MEXICO CITY (CNN) -- Guatemalan Indian activist Rigoberta
Menchu denounced those who have questioned the life story that helped
her win a Nobel Peace Prize, but hinted Wednesday that the book
could be -- as they suggest -- a historical composite rather than an
autobiography.
"I still haven't written my autobiography," she said at a Mexico City news
conference. "What you have is a testimonial."
Menchu became a celebrity after the 1983 publication of "I, Rigoberta
Menchu," in which she told of a childhood as a poor Indian caught up in
a
bloody civil war. She was awarded the Nobel Peace Prize in 1992.
Last month, U.S. anthropologist David Stoll published a book claiming that
Menchu's book, "I Rigoberta Menchu", had many inaccuracies. He
challenged her claims that she had no formal education and that she watched
her younger brother slowly die of starvation and her elder brother get
burned
to death by soldiers.
"I never found anything (in the book) that denies my kin are dead, and
that is
my truth," she told journalists.
In "Rigoberta Menchu and the Story of All Poor Guatemalans," Stoll, who
interviewed more than 120 people over nearly a decade, accused Menchu
of repeatedly describing experiences she did not witness.
People interviewed for an article in The New York Times last month also
contradicted much of what Menchu wrote.
In her account, Menchu describes the killing of her mother, her father
and
two of her brothers, as well as the massacre of most of the people in her
home village.
Menchu said Wednesday she had to rely on verbal accounts of what
happened to her family because the whereabouts of her parents' and
brothers' bodies was not known.
The Times article said a reporter had interviewed Menchu's brother Nicolas,
although she had written he was dead. Menchu said she had had two
brothers named Nicolas, since Indian parents often gave the same name to
several siblings. *
"If it is an expert that speaks, he should know by now that in our families,
we
have a Nicolas I, Nicolas II," she said.
At a Mexico City news conference, Menchu also denied reports that she
had enrolled in a private boarding school, saying she worked as a maid
at
the school.
In her book, Menchu said she had received no formal education.
Differing accounts
But Menchu suggested exactly what Stoll claimed -- that her story
represented a composite of the lives of Indians who suffered through
Guatemala's 36-year civil war. She spoke of "collective memory" and said
her book presented an accurate view of life in wartime Guatemala.

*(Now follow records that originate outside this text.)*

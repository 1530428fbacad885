//! Tracing setup for the wrfviz binary.
//!
//! # Separation of Concerns
//!
//! - **Tracing (this module)**: pipeline diagnostics via `RUST_LOG`,
//!   output to stderr.
//!
//! - **NCL log (`ncl_log` in the config)**: combined stdout/stderr of the
//!   plotting scripts, appended by the process layer. Always written,
//!   unaffected by `RUST_LOG`.

use tracing_subscriber::{EnvFilter, fmt, layer::SubscriberExt, util::SubscriberInitExt};

/// Initialize the tracing subscriber.
///
/// Reads `RUST_LOG`; defaults to `info` so run progress is visible from
/// an operator shell. Output: stderr, compact format.
pub fn init() {
    let filter = EnvFilter::try_from_default_env().unwrap_or_else(|_| EnvFilter::new("info"));

    tracing_subscriber::registry()
        .with(filter)
        .with(fmt::layer().with_writer(std::io::stderr).compact())
        .init();
}
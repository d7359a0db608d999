//! # rent-time
//!
//! Date, month, and billing-calendar types.

#![warn(missing_docs)]
#![forbid(unsafe_code)]

// ── Modules ───────────────────────────────────────────────────────────────────

/// Billing month lengths, clamped due dates, and month distances.
pub mod billing_calendar;

/// `Date` type.
pub mod date;

/// `Month` — month of the year.
pub mod month;

/// `YearMonth` — a calendar month and inclusive month ranges.
pub mod year_month;

// ── Convenience re-exports ────────────────────────────────────────────────────

pub use billing_calendar::{months_between, BillingCalendar};
pub use date::Date;
pub use month::Month;
pub use year_month::{MonthRange, YearMonth};
//! Inputs of one schedule computation.
//!
//! The scheduler trusts its input.  Callers that accept data from outside
//! build requests through [`ScheduleRequestBuilder`], which runs
//! [`ScheduleRequest::validate`].

use crate::rate_change::RateChange;
use rent_core::errors::{Error, Result};
use rent_core::{ensure, Real};
use rent_time::Date;

/// Inputs for one unit's billing schedule.
#[derive(Debug, Clone, Copy, PartialEq)]
#[cfg_attr(feature = "serde", derive(serde::Serialize, serde::Deserialize))]
pub struct ScheduleRequest {
    /// Starting per-period rate.
    pub base_rate: Real,
    /// First day of the lease.
    pub lease_start: Date,
    /// First day of the reporting window (inclusive).
    pub window_start: Date,
    /// Last day of the reporting window (inclusive).
    pub window_end: Date,
    /// Nominal day of month on which charges are due (1–31).
    pub billing_day: u8,
    /// Cadence and factor of rate changes.
    pub rate_change: RateChange,
}

impl ScheduleRequest {
    /// Check the request against the scheduler's input contract.
    pub fn validate(&self) -> Result<()> {
        if !self.base_rate.is_finite() || !self.rate_change.factor.is_finite() {
            return Err(Error::InvalidArgument(format!(
                "rates must be finite (base rate {}, change factor {})",
                self.base_rate, self.rate_change.factor
            )));
        }
        ensure!(
            self.base_rate > 0.0,
            "base rate must be positive, got {}",
            self.base_rate
        );
        ensure!(
            self.window_start <= self.window_end,
            "window start {} is after window end {}",
            self.window_start,
            self.window_end
        );
        ensure!(
            (1..=31).contains(&self.billing_day),
            "billing day must be in [1, 31], got {}",
            self.billing_day
        );
        ensure!(
            self.rate_change.frequency_months > 0,
            "rate change frequency must be at least one month"
        );
        ensure!(
            self.rate_change.factor > -1.0,
            "change factor must be greater than -1, got {}",
            self.rate_change.factor
        );
        Ok(())
    }

    /// Whether `date` lies inside the reporting window, both ends included.
    pub fn window_contains(&self, date: Date) -> bool {
        self.window_start <= date && date <= self.window_end
    }
}

/// Builder for [`ScheduleRequest`].
///
/// Defaults: billing day 1, no rate change.
#[derive(Debug, Clone)]
pub struct ScheduleRequestBuilder {
    base_rate: Real,
    lease_start: Date,
    window_start: Date,
    window_end: Date,
    billing_day: u8,
    rate_change: RateChange,
}

impl ScheduleRequestBuilder {
    /// Begin building a request.
    pub fn new(base_rate: Real, lease_start: Date, window_start: Date, window_end: Date) -> Self {
        Self {
            base_rate,
            lease_start,
            window_start,
            window_end,
            billing_day: 1,
            rate_change: RateChange::none(),
        }
    }

    /// Set the nominal billing day of month.
    pub fn with_billing_day(mut self, day: u8) -> Self {
        self.billing_day = day;
        self
    }

    /// Set the rate-change cadence (in months) and signed factor.
    pub fn with_rate_change(mut self, frequency_months: u32, factor: Real) -> Self {
        self.rate_change = RateChange::new(frequency_months, factor);
        self
    }

    /// Validate and build the request.
    pub fn build(self) -> Result<ScheduleRequest> {
        let request = ScheduleRequest {
            base_rate: self.base_rate,
            lease_start: self.lease_start,
            window_start: self.window_start,
            window_end: self.window_end,
            billing_day: self.billing_day,
            rate_change: self.rate_change,
        };
        request.validate()?;
        Ok(request)
    }
}
//! Opening-period proration.
//!
//! When the lease starts inside the reporting window, the span between the
//! lease start and the next regular due date is billed as a partial period,
//! dated at the lease start.  Which span applies depends on where the lease
//! day falls relative to the billing day; the three cases are checked in the
//! order of [`ProrationCase`].  Every case divides by the configured
//! denominator (30 days by default) whatever the month's real length.

use rent_core::{Real, ScheduleSettings};
use rent_time::{BillingCalendar, Date};
use tracing::debug;

use crate::record::BillingRecord;
use crate::request::ScheduleRequest;

/// Position of the lease start relative to its month's due date.
#[derive(Debug, Clone, Copy, PartialEq, Eq, Hash)]
pub enum ProrationCase {
    /// The billing day does not exist in the lease month and the lease starts
    /// before the month's last day.  Bills `last_day - lease_day` days.
    DueDayOverflow,
    /// The lease starts before the due date of its month.  Bills
    /// `billing_day - lease_day` days.
    BeforeDueDay,
    /// The lease starts after the due date of its month.  Bills the full
    /// period less the `lease_day - billing_day` days already elapsed.
    AfterDueDay,
}

/// An opening charge before rounding.
#[derive(Debug, Clone, Copy, PartialEq)]
pub struct Proration {
    /// Which boundary case produced the charge.
    pub case: ProrationCase,
    /// Day count of the case (billed days, or elapsed days for
    /// [`ProrationCase::AfterDueDay`]).
    pub days: u8,
    /// Unrounded charge.
    pub amount: Real,
}

/// Classify the lease start and compute its unrounded opening charge.
///
/// Returns `None` when the lease starts on its month's due date, where the
/// regular record already covers the full period.
pub fn prorate(
    lease_start: Date,
    billing_day: u8,
    base_rate: Real,
    calendar: &BillingCalendar,
    denominator: u32,
) -> Option<Proration> {
    let billing_day = billing_day.max(1);
    let month = lease_start.year_month();
    let lease_day = lease_start.day_of_month();
    let last_day = calendar.last_day_of_month(month.year(), month.month());
    let due_this_month = calendar.due_date_for(month, billing_day).ok()?;
    let denominator = denominator.max(1) as Real;

    let (case, days, amount) = if billing_day > last_day && lease_day < last_day {
        let days = last_day - lease_day;
        (ProrationCase::DueDayOverflow, days, base_rate * days as Real / denominator)
    } else if lease_day < billing_day && lease_start < due_this_month {
        let days = billing_day - lease_day;
        (ProrationCase::BeforeDueDay, days, base_rate * days as Real / denominator)
    } else if lease_day > billing_day && lease_start > due_this_month {
        let days = lease_day - billing_day;
        // A denominator shorter than the elapsed span bills nothing.
        let amount = (base_rate * (1.0 - days as Real / denominator)).max(0.0);
        (ProrationCase::AfterDueDay, days, amount)
    } else {
        return None;
    };

    Some(Proration { case, days, amount })
}

/// The opening prorated record for `request`, if the lease starts inside the
/// window and off its month's due date.  Always prorates the base rate.
pub fn opening_record(
    request: &ScheduleRequest,
    settings: &ScheduleSettings,
    calendar: &BillingCalendar,
) -> Option<BillingRecord> {
    if !request.window_contains(request.lease_start) {
        return None;
    }
    let proration = prorate(
        request.lease_start,
        request.billing_day,
        request.base_rate,
        calendar,
        settings.proration_denominator,
    )?;
    let amount = settings.round_amount(proration.amount);
    debug!(
        lease_start = %request.lease_start,
        case = ?proration.case,
        days = proration.days,
        amount,
        "opening period prorated"
    );
    Some(BillingRecord::prorated(amount, request.lease_start))
}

"I have a right to a historical memory, a right to my memory as a woman
and
as a Guatemalan," she said.
"My mother is dead....If she wasn't eaten by animals, let's investigate
and
maybe the mother who was eaten by animals is another Indian mother,"
Menchu said.
Stoll, in a telephone interview from Middlebury College in Vermont, said
he
had no quarrel with Menchu's response.
"I never called her a liar," he said. "The book expresses 500 years of
Native
American experience in the eyes of a woman born in 1959. ... It can't be
a
literal truth."
Francis Sejersted, chairman of the Norwegian Nobel Committee, has said
his group was aware of the criticisms of Menchu's autobiography and that
they would have no effect on her prize.
The Associated Press and Reuters contributed to this report.